Report each line of the records where "required" occurs.

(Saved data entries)
■ ■ ■ ■

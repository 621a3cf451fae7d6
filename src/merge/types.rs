//! Core types for image merging.

use crate::capture::{EncodedImage, ImageFormat};
use crate::error::{MergeError, Result};
use base64::Engine;
use serde::{Deserialize, Serialize};
use std::path::Path;

/// Validation failure message shared by the client and the endpoint.
pub const MISSING_FIELDS: &str = "Missing required fields";

/// A request to merge two images according to a text instruction.
///
/// All three fields are required; [`MergeRequest::validate`] is called
/// before any dispatch, client-side and server-side.
#[derive(Debug, Clone, Serialize, Deserialize)]
pub struct MergeRequest {
    /// First input image.
    pub image1: EncodedImage,
    /// Second input image.
    pub image2: EncodedImage,
    /// Natural-language description of the desired merge.
    pub prompt: String,
}

impl MergeRequest {
    /// Creates a new merge request.
    pub fn new(image1: EncodedImage, image2: EncodedImage, prompt: impl Into<String>) -> Self {
        Self {
            image1,
            image2,
            prompt: prompt.into(),
        }
    }

    /// Rejects requests with an empty prompt or empty image payloads.
    pub fn validate(&self) -> Result<()> {
        if self.image1.is_empty() || self.image2.is_empty() || self.prompt.trim().is_empty() {
            return Err(MergeError::InvalidRequest(MISSING_FIELDS.into()));
        }
        Ok(())
    }
}

/// A merged image returned by the generation model.
#[derive(Debug, Clone)]
#[must_use = "merged image should be saved or rendered"]
pub struct MergedImage {
    /// Raw image bytes.
    pub data: Vec<u8>,
    /// Image format, as reported by the model.
    pub format: ImageFormat,
    /// Model that produced this image.
    pub model: Option<String>,
    /// Generation duration in milliseconds.
    pub duration_ms: Option<u64>,
}

impl MergedImage {
    /// Creates a merged image from raw bytes and a format.
    pub fn new(data: Vec<u8>, format: ImageFormat) -> Self {
        Self {
            data,
            format,
            model: None,
            duration_ms: None,
        }
    }

    /// Parses a `data:<mime>;base64,<payload>` string back into bytes.
    pub fn from_data_url(url: &str) -> Result<Self> {
        let rest = url
            .strip_prefix("data:")
            .ok_or_else(|| MergeError::Decode("not a data URL".into()))?;
        let (mime, payload) = rest
            .split_once(";base64,")
            .ok_or_else(|| MergeError::Decode("data URL is not base64-encoded".into()))?;

        let data = base64::engine::general_purpose::STANDARD
            .decode(payload)
            .map_err(|e| MergeError::Decode(e.to_string()))?;

        let format = ImageFormat::from_mime_type(mime)
            .or_else(|| ImageFormat::from_magic_bytes(&data))
            .unwrap_or_default();

        Ok(Self::new(data, format))
    }

    /// Encodes the image data as base64.
    pub fn to_base64(&self) -> String {
        base64::engine::general_purpose::STANDARD.encode(&self.data)
    }

    /// Returns the image as a data URL embedding its MIME type and payload.
    pub fn to_data_url(&self) -> String {
        format!(
            "data:{};base64,{}",
            self.format.mime_type(),
            self.to_base64()
        )
    }

    /// Size of the image data in bytes.
    pub fn size(&self) -> usize {
        self.data.len()
    }

    /// Saves the image to the specified path.
    pub fn save(&self, path: impl AsRef<Path>) -> Result<()> {
        std::fs::write(path, &self.data)?;
        Ok(())
    }
}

■ ■ ■ ■

> Answer section
pub const MISSING_FIELDS: &str = "Missing required fields";
/// All three fields are required; [`MergeRequest::validate`] is called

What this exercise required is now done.